Nella poesia “San Martino del Carso”, anche Ungaretti parla dei
compagni deceduti in guerra; specifica che sono dei suoi amici e che li
conosceva, tuttavia non è rimasto nessuno vivo. Invece, nella poesia di
Rebora alcuni compagni sono ancora vivi, mentre altri muoiono proprio
di fronte a lui ma non poteva farci nulla. Tuttavia in entrambi
abbiamo un immagine di distruzione, di dolore e di sofferenza
causata dalla guerra. Entrambi mettono in primo luogo i compagni
deceduti e il loro ricordo rimarrà per sempre nei loro cuori.
Nella poesia “I Fiumi”, Ungaretti parla della sua vita attraverso dei
fiumi per lui considerati importanti (Nilo, Senna, Serchio) e inoltre
parla dei suoi stati d’animo. In questa poesia, inoltre, troviamo
almeno un momento di felicità per l’autore quando si immerge
nell'Isonzo. Nel “Viatico”, invece, l’autore evidenzia solo la reale
crudeltà della guerra, senza nessun momento di felicità, inoltre
Rebora non parla di se stesso né parla di un avvenimento della sua
vita, ma scrive su cosa stava accadendo in quel giorno.
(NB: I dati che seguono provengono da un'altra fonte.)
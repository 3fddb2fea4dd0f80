use clap::{Parser, Subcommand};
use color_eyre::{eyre::eyre, Result};
use std::path::{Path, PathBuf};
use std::sync::Arc;
use tracing_subscriber::EnvFilter;

use helpdesk_sw::cache::SqliteBackend;
use helpdesk_sw::config::WorkerConfig;
use helpdesk_sw::control::ControlMessage;
use helpdesk_sw::fetch::HttpFetcher;
use helpdesk_sw::worker::Worker;

#[derive(Parser, Debug)]
#[command(name = "helpdesk-sw")]
#[command(about = "Offline cache orchestrator for the helpdesk PWA client")]
#[command(version)]
struct Args {
  /// Path to config file (default: $XDG_CONFIG_HOME/helpdesk-sw/config.yaml)
  #[arg(short, long)]
  config: Option<PathBuf>,

  /// Write logs to this file instead of stderr
  #[arg(long)]
  log_file: Option<PathBuf>,

  #[command(subcommand)]
  command: Command,
}

#[derive(Subcommand, Debug)]
enum Command {
  /// Populate the precache from the manifest and activate the new version
  Install,
  /// Report the active version tag and existing cache stores
  Status,
  /// Delete every cache store, any role or version
  Purge,
}

#[tokio::main]
async fn main() -> Result<()> {
  color_eyre::install()?;

  let args = Args::parse();
  let _log_guard = init_logging(args.log_file.as_deref())?;

  let config = WorkerConfig::load(args.config.as_deref())?;
  let backend = SqliteBackend::open()?;
  let fetcher = Arc::new(HttpFetcher::new()?);
  let mut worker = Worker::new(config, fetcher, backend);

  match args.command {
    Command::Install => {
      worker.on_install().await?;
      worker.on_activate().await?;
      println!("Installed and activated version {}", worker.version());
    }
    Command::Status => {
      println!("Active version: {}", worker.version());
      let stores = worker.store_names()?;
      if stores.is_empty() {
        println!("No cache stores");
      } else {
        for name in stores {
          println!("  {}", name);
        }
      }
    }
    Command::Purge => {
      worker.on_message(ControlMessage::ClearCache, None).await;
      println!("All cache stores deleted");
    }
  }

  Ok(())
}

/// Initialize tracing, either to stderr or to a log file.
///
/// The returned guard must stay alive for buffered file output to flush.
fn init_logging(log_file: Option<&Path>) -> Result<Option<tracing_appender::non_blocking::WorkerGuard>> {
  let filter = EnvFilter::try_from_default_env().unwrap_or_else(|_| EnvFilter::new("info"));

  match log_file {
    Some(path) => {
      let directory = path.parent().unwrap_or_else(|| Path::new("."));
      let file_name = path
        .file_name()
        .ok_or_else(|| eyre!("Invalid log file path: {}", path.display()))?;

      let appender = tracing_appender::rolling::never(directory, file_name);
      let (writer, guard) = tracing_appender::non_blocking(appender);

      tracing_subscriber::fmt()
        .with_env_filter(filter)
        .with_writer(writer)
        .with_ansi(false)
        .init();

      Ok(Some(guard))
    }
    None => {
      tracing_subscriber::fmt().with_env_filter(filter).init();
      Ok(None)
    }
  }
}
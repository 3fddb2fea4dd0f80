//! Request classification ahead of strategy dispatch.

use crate::http::{Method, Request, RequestMode};

/// The category a request is handled under. Each intercepted request maps to
/// exactly one.
#[derive(Debug, Clone, Copy, PartialEq, Eq)]
pub enum RequestClass {
  /// Remote ticket-API traffic.
  Api,
  /// Full-document load.
  Navigation,
  /// Everything else: scripts, styles, images, fonts.
  Static,
}

/// Classifies intercepted requests.
///
/// The checks are order-sensitive: API match before navigation before the
/// static default, so a request can never land in two categories.
#[derive(Debug, Clone)]
pub struct Classifier {
  api_patterns: Vec<String>,
}

impl Classifier {
  pub fn new(api_patterns: Vec<String>) -> Self {
    Self { api_patterns }
  }

  /// Classify a request. `None` means pass through untouched: the worker
  /// does not intercept non-GET traffic or non-http(s) schemes.
  pub fn classify(&self, request: &Request) -> Option<RequestClass> {
    if request.method != Method::Get {
      return None;
    }
    if !matches!(request.url.scheme(), "http" | "https") {
      return None;
    }

    let url = request.url.as_str();
    if self.api_patterns.iter().any(|p| url.contains(p.as_str())) {
      return Some(RequestClass::Api);
    }

    if request.mode == RequestMode::Navigate {
      return Some(RequestClass::Navigation);
    }

    Some(RequestClass::Static)
  }
}

#[cfg(test)]
mod tests {
  use super::*;
  use url::Url;

  fn classifier() -> Classifier {
    Classifier::new(vec![
      "/api/".to_string(),
      "script.google.com".to_string(),
    ])
  }

  fn get(url: &str) -> Request {
    Request::get(Url::parse(url).unwrap())
  }

  #[test]
  fn non_get_passes_through() {
    let request = get("https://support.example.com/api/tickets").with_method(Method::Post);
    assert_eq!(classifier().classify(&request), None);
  }

  #[test]
  fn non_http_schemes_pass_through() {
    assert_eq!(
      classifier().classify(&get("chrome-extension://abcdef/page.html")),
      None
    );
    assert_eq!(classifier().classify(&get("data:text/plain,hi")), None);
  }

  #[test]
  fn api_patterns_match_anywhere_in_the_url() {
    assert_eq!(
      classifier().classify(&get("https://support.example.com/api/tickets?id=1")),
      Some(RequestClass::Api)
    );
    assert_eq!(
      classifier().classify(&get("https://script.google.com/macros/exec")),
      Some(RequestClass::Api)
    );
  }

  #[test]
  fn api_check_wins_over_navigation() {
    let request =
      get("https://support.example.com/api/report").with_mode(RequestMode::Navigate);
    assert_eq!(classifier().classify(&request), Some(RequestClass::Api));
  }

  #[test]
  fn navigation_and_static_fall_through_in_order() {
    let nav = get("https://support.example.com/index.html").with_mode(RequestMode::Navigate);
    assert_eq!(classifier().classify(&nav), Some(RequestClass::Navigation));

    let asset = get("https://support.example.com/css/styles.css");
    assert_eq!(classifier().classify(&asset), Some(RequestClass::Static));
  }
}
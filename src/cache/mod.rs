//! Named, versioned cache stores and the policy around them.
//!
//! This module provides:
//! - Pluggable storage backends (SQLite for real use, in-memory for tests)
//! - The store manager enforcing the single-current-store-per-role invariant
//! - The cacheability verdict applied before any dynamic write

mod backend;
mod manager;
mod verdict;

pub use backend::{CacheEntry, MemoryBackend, QuotaExceeded, SqliteBackend, StoreBackend};
pub use manager::{CacheStoreManager, StoreRole};
pub use verdict::{cacheable, entry_key, MAX_CACHEABLE_BYTES};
Ma non
sappiamo né il luogo né la data, mentre nelle poesie “I fiumi” e “San
Martino del Carso”, Ungaretti indica la data e il luogo all’inizio del
testo.
La poesia mi trasmette una profonda tristezza, soprattutto perché il
poeta utilizza un linguaggio molto violento e crudo.Tuttavia mi ha
fatto comprendere maggiormente la sofferenza e il dolore di cui i
nostri antenati hanno provato in passato a causa delle guerre;
purtroppo molte persone videro i propri cari morire davanti ai propri
occhi, videro le sofferenze e le atrocità che una guerra può causare.
Un aspetto che trovo particolarmente affascinante del tema è la
realtà capovolta; i sopravvisuti supplicano pietà al morto. Possiamo
dunque notare, non solo il dolore del ferito, ma anche come traspare
la sofferenza e il dolore psicologico dei vivi costretti a sentire le urla
strazianti del compagno che voleva vivere. La sofferenza nel vedere
il proprio compagno morire di fronte a loro, non poterlo nemmeno
aiutare; in questo passo Rebora sottolinea la morte tragica e ne
sottolinea la sua agonia. Anche se tuttavia in un primo momento alcuni
di loro cercarono di soccorrerlo, facendoci capire quanto si possa
diventare uniti anche in una situazione come la guerra.
Infine, la poesia fa riflettere sulle atrocità, la sofferenza, le anime
innocenti in cui il loro unico errore era nascere nell’epoca sbagliata e
dell’inutilità che una guerra può causare. Purtroppo nemmeno ora la
situazione sembra migliorata, continuano ad esserci guerre perché gli
uomini pensano che sia l’unica soluzione per risolvere un conflitto.